**Extracted entries:**
//! Type references as they appear in API signatures.
//!
//! [`TypeItem`] is a structural description of a Java/Kotlin type use. Type
//! variables refer back to their declaring [`TypeParameter`](super::TypeParameterItem)
//! by id, which lets bounds be filled in after every parameter of a
//! (possibly self-referential) list exists.

use std::fmt;

use rustc_hash::{FxHashMap, FxHashSet};
use smol_str::SmolStr;

use super::codebase::Codebase;
use super::ids::TypeParameterId;

pub const JAVA_LANG_OBJECT: &str = "java.lang.Object";
pub const JAVA_LANG_STRING: &str = "java.lang.String";

/// Substitution from type parameters to the types bound to them.
pub type TypeVariableMap = FxHashMap<TypeParameterId, TypeItem>;

/// The primitive types, plus `void` for return types.
#[derive(Clone, Copy, Debug, PartialEq, Eq, Hash)]
#[cfg_attr(feature = "serde", derive(serde::Serialize, serde::Deserialize))]
pub enum PrimitiveKind {
    Boolean,
    Byte,
    Char,
    Short,
    Int,
    Long,
    Float,
    Double,
    Void,
}

impl PrimitiveKind {
    pub fn keyword(self) -> &'static str {
        match self {
            PrimitiveKind::Boolean => "boolean",
            PrimitiveKind::Byte => "byte",
            PrimitiveKind::Char => "char",
            PrimitiveKind::Short => "short",
            PrimitiveKind::Int => "int",
            PrimitiveKind::Long => "long",
            PrimitiveKind::Float => "float",
            PrimitiveKind::Double => "double",
            PrimitiveKind::Void => "void",
        }
    }

    pub fn from_keyword(keyword: &str) -> Option<Self> {
        Some(match keyword {
            "boolean" => PrimitiveKind::Boolean,
            "byte" => PrimitiveKind::Byte,
            "char" => PrimitiveKind::Char,
            "short" => PrimitiveKind::Short,
            "int" => PrimitiveKind::Int,
            "long" => PrimitiveKind::Long,
            "float" => PrimitiveKind::Float,
            "double" => PrimitiveKind::Double,
            "void" => PrimitiveKind::Void,
            _ => return None,
        })
    }

    /// The `java.lang` wrapper class for this primitive.
    pub fn boxed_name(self) -> &'static str {
        match self {
            PrimitiveKind::Boolean => "java.lang.Boolean",
            PrimitiveKind::Byte => "java.lang.Byte",
            PrimitiveKind::Char => "java.lang.Character",
            PrimitiveKind::Short => "java.lang.Short",
            PrimitiveKind::Int => "java.lang.Integer",
            PrimitiveKind::Long => "java.lang.Long",
            PrimitiveKind::Float => "java.lang.Float",
            PrimitiveKind::Double => "java.lang.Double",
            PrimitiveKind::Void => "java.lang.Void",
        }
    }

    pub fn from_boxed_name(name: &str) -> Option<Self> {
        [
            PrimitiveKind::Boolean,
            PrimitiveKind::Byte,
            PrimitiveKind::Char,
            PrimitiveKind::Short,
            PrimitiveKind::Int,
            PrimitiveKind::Long,
            PrimitiveKind::Float,
            PrimitiveKind::Double,
        ]
        .into_iter()
        .find(|kind| kind.boxed_name() == name)
    }

    pub fn is_numeric(self) -> bool {
        !matches!(self, PrimitiveKind::Boolean | PrimitiveKind::Void)
    }
}

/// A reference to a class type with optional type arguments.
#[derive(Clone, Debug, PartialEq)]
pub struct ClassTypeItem {
    pub qualified_name: SmolStr,
    pub arguments: Vec<TypeItem>,
}

/// A type use in a signature.
#[derive(Clone, Debug, PartialEq)]
pub enum TypeItem {
    Primitive(PrimitiveKind),
    Class(ClassTypeItem),
    Array {
        component: Box<TypeItem>,
        /// Rendered as `T...` in a trailing parameter position.
        varargs: bool,
    },
    Variable {
        name: SmolStr,
        parameter: TypeParameterId,
    },
    Wildcard {
        extends: Option<Box<TypeItem>>,
        super_bound: Option<Box<TypeItem>>,
    },
}

impl TypeItem {
    pub fn primitive(kind: PrimitiveKind) -> Self {
        TypeItem::Primitive(kind)
    }

    pub fn class(qualified_name: impl Into<SmolStr>) -> Self {
        TypeItem::Class(ClassTypeItem {
            qualified_name: qualified_name.into(),
            arguments: Vec::new(),
        })
    }

    pub fn generic(qualified_name: impl Into<SmolStr>, arguments: Vec<TypeItem>) -> Self {
        TypeItem::Class(ClassTypeItem {
            qualified_name: qualified_name.into(),
            arguments,
        })
    }

    pub fn array(component: TypeItem) -> Self {
        TypeItem::Array {
            component: Box::new(component),
            varargs: false,
        }
    }

    pub fn varargs(component: TypeItem) -> Self {
        TypeItem::Array {
            component: Box::new(component),
            varargs: true,
        }
    }

    pub fn string() -> Self {
        TypeItem::class(JAVA_LANG_STRING)
    }

    pub fn object() -> Self {
        TypeItem::class(JAVA_LANG_OBJECT)
    }

    pub fn wildcard() -> Self {
        TypeItem::Wildcard {
            extends: None,
            super_bound: None,
        }
    }

    pub fn as_primitive(&self) -> Option<PrimitiveKind> {
        match self {
            TypeItem::Primitive(kind) => Some(*kind),
            _ => None,
        }
    }

    /// The qualified name of a class type, ignoring arguments.
    pub fn class_name(&self) -> Option<&str> {
        match self {
            TypeItem::Class(class) => Some(&class.qualified_name),
            _ => None,
        }
    }

    pub fn array_component(&self) -> Option<&TypeItem> {
        match self {
            TypeItem::Array { component, .. } => Some(component),
            _ => None,
        }
    }

    pub fn is_string(&self) -> bool {
        self.class_name() == Some(JAVA_LANG_STRING)
    }

    /// Whether a `static final` field of this type can hold a compile-time
    /// constant: primitives and `java.lang.String`.
    pub fn is_constant_type(&self) -> bool {
        match self {
            TypeItem::Primitive(kind) => *kind != PrimitiveKind::Void,
            _ => self.is_string(),
        }
    }

    /// The primitive this type unboxes to, for primitives and their wrappers.
    pub fn unboxed(&self) -> Option<PrimitiveKind> {
        match self {
            TypeItem::Primitive(kind) => Some(*kind),
            TypeItem::Class(class) => PrimitiveKind::from_boxed_name(&class.qualified_name),
            _ => None,
        }
    }

    /// Render the type the way it is written in a signature.
    pub fn to_type_string(&self) -> String {
        let mut out = String::new();
        self.write_type(&mut out);
        out
    }

    fn write_type(&self, out: &mut String) {
        match self {
            TypeItem::Primitive(kind) => out.push_str(kind.keyword()),
            TypeItem::Class(class) => {
                out.push_str(&class.qualified_name);
                if !class.arguments.is_empty() {
                    out.push('<');
                    for (i, arg) in class.arguments.iter().enumerate() {
                        if i > 0 {
                            out.push_str(", ");
                        }
                        arg.write_type(out);
                    }
                    out.push('>');
                }
            }
            TypeItem::Array { component, varargs } => {
                component.write_type(out);
                out.push_str(if *varargs { "..." } else { "[]" });
            }
            TypeItem::Variable { name, .. } => out.push_str(name),
            TypeItem::Wildcard {
                extends,
                super_bound,
            } => {
                out.push('?');
                if let Some(bound) = extends {
                    out.push_str(" extends ");
                    bound.write_type(out);
                }
                if let Some(bound) = super_bound {
                    out.push_str(" super ");
                    bound.write_type(out);
                }
            }
        }
    }

    /// Replace type variables found in `map`, leaving all others untouched.
    pub fn substitute(&self, map: &TypeVariableMap) -> TypeItem {
        if map.is_empty() {
            return self.clone();
        }
        match self {
            TypeItem::Variable { parameter, .. } => match map.get(parameter) {
                Some(replacement) => replacement.clone(),
                None => self.clone(),
            },
            TypeItem::Class(class) => TypeItem::Class(ClassTypeItem {
                qualified_name: class.qualified_name.clone(),
                arguments: class.arguments.iter().map(|a| a.substitute(map)).collect(),
            }),
            TypeItem::Array { component, varargs } => TypeItem::Array {
                component: Box::new(component.substitute(map)),
                varargs: *varargs,
            },
            TypeItem::Wildcard {
                extends,
                super_bound,
            } => TypeItem::Wildcard {
                extends: extends.as_ref().map(|b| Box::new(b.substitute(map))),
                super_bound: super_bound.as_ref().map(|b| Box::new(b.substitute(map))),
            },
            TypeItem::Primitive(_) => self.clone(),
        }
    }
}

impl fmt::Display for TypeItem {
    fn fmt(&self, f: &mut fmt::Formatter<'_>) -> fmt::Result {
        f.write_str(&self.to_type_string())
    }
}

/// Render the erasure of `ty`: arguments dropped, variables replaced by the
/// erasure of their first bound (or `java.lang.Object`), varargs as arrays.
pub fn erased_type_string(codebase: &Codebase, ty: &TypeItem) -> String {
    let mut visiting = FxHashSet::default();
    erase(codebase, ty, &mut visiting)
}

fn erase(codebase: &Codebase, ty: &TypeItem, visiting: &mut FxHashSet<TypeParameterId>) -> String {
    match ty {
        TypeItem::Primitive(kind) => kind.keyword().to_string(),
        TypeItem::Class(class) => class.qualified_name.to_string(),
        TypeItem::Array { component, .. } => format!("{}[]", erase(codebase, component, visiting)),
        TypeItem::Variable { parameter, .. } => {
            if !visiting.insert(*parameter) {
                return JAVA_LANG_OBJECT.to_string();
            }
            let bound = codebase
                .type_parameter(*parameter)
                .resolved_bounds()
                .and_then(|bounds| bounds.first());
            let erased = match bound {
                Some(bound) => erase(codebase, bound, visiting),
                None => JAVA_LANG_OBJECT.to_string(),
            };
            visiting.remove(parameter);
            erased
        }
        TypeItem::Wildcard { extends, .. } => match extends {
            Some(bound) => erase(codebase, bound, visiting),
            None => JAVA_LANG_OBJECT.to_string(),
        },
    }
}

#[cfg(test)]
mod tests {
    use super::*;

    fn var(name: &str, id: u32) -> TypeItem {
        TypeItem::Variable {
            name: name.into(),
            parameter: TypeParameterId(id),
        }
    }

    #[test]
    fn test_type_string() {
        let ty = TypeItem::generic(
            "java.util.Map",
            vec![
                TypeItem::string(),
                TypeItem::generic(
                    "java.util.List",
                    vec![TypeItem::Wildcard {
                        extends: Some(Box::new(var("T", 0))),
                        super_bound: None,
                    }],
                ),
            ],
        );
        assert_eq!(
            ty.to_type_string(),
            "java.util.Map<java.lang.String, java.util.List<? extends T>>"
        );
        assert_eq!(TypeItem::varargs(TypeItem::primitive(PrimitiveKind::Int)).to_string(), "int...");
    }

    #[test]
    fn test_substitute_replaces_only_mapped_variables() {
        let mut map = TypeVariableMap::default();
        map.insert(TypeParameterId(0), TypeItem::string());

        let ty = TypeItem::generic("java.util.Map", vec![var("K", 0), var("V", 1)]);
        assert_eq!(
            ty.substitute(&map).to_type_string(),
            "java.util.Map<java.lang.String, V>"
        );
    }

    #[test]
    fn test_constant_types() {
        assert!(TypeItem::primitive(PrimitiveKind::Long).is_constant_type());
        assert!(TypeItem::string().is_constant_type());
        assert!(!TypeItem::primitive(PrimitiveKind::Void).is_constant_type());
        assert!(!TypeItem::class("java.lang.Integer").is_constant_type());
        assert_eq!(
            TypeItem::class("java.lang.Integer").unboxed(),
            Some(PrimitiveKind::Int)
        );
    }
}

**Work instructions:** From the listing above, return the lines starting at the one with "pub fn unboxed(&self)" and ending at the one with "if let Some(bound) = extends", both kept, exactly as they appear and nothing more.

**Response area:**
    pub fn unboxed(&self) -> Option<PrimitiveKind> {
        match self {
            TypeItem::Primitive(kind) => Some(*kind),
            TypeItem::Class(class) => PrimitiveKind::from_boxed_name(&class.qualified_name),
            _ => None,
        }
    }

    /// Render the type the way it is written in a signature.
    pub fn to_type_string(&self) -> String {
        let mut out = String::new();
        self.write_type(&mut out);
        out
    }

    fn write_type(&self, out: &mut String) {
        match self {
            TypeItem::Primitive(kind) => out.push_str(kind.keyword()),
            TypeItem::Class(class) => {
                out.push_str(&class.qualified_name);
                if !class.arguments.is_empty() {
                    out.push('<');
                    for (i, arg) in class.arguments.iter().enumerate() {
                        if i > 0 {
                            out.push_str(", ");
                        }
                        arg.write_type(out);
                    }
                    out.push('>');
                }
            }
            TypeItem::Array { component, varargs } => {
                component.write_type(out);
                out.push_str(if *varargs { "..." } else { "[]" });
            }
            TypeItem::Variable { name, .. } => out.push_str(name),
            TypeItem::Wildcard {
                extends,
                super_bound,
            } => {
                out.push('?');
                if let Some(bound) = extends {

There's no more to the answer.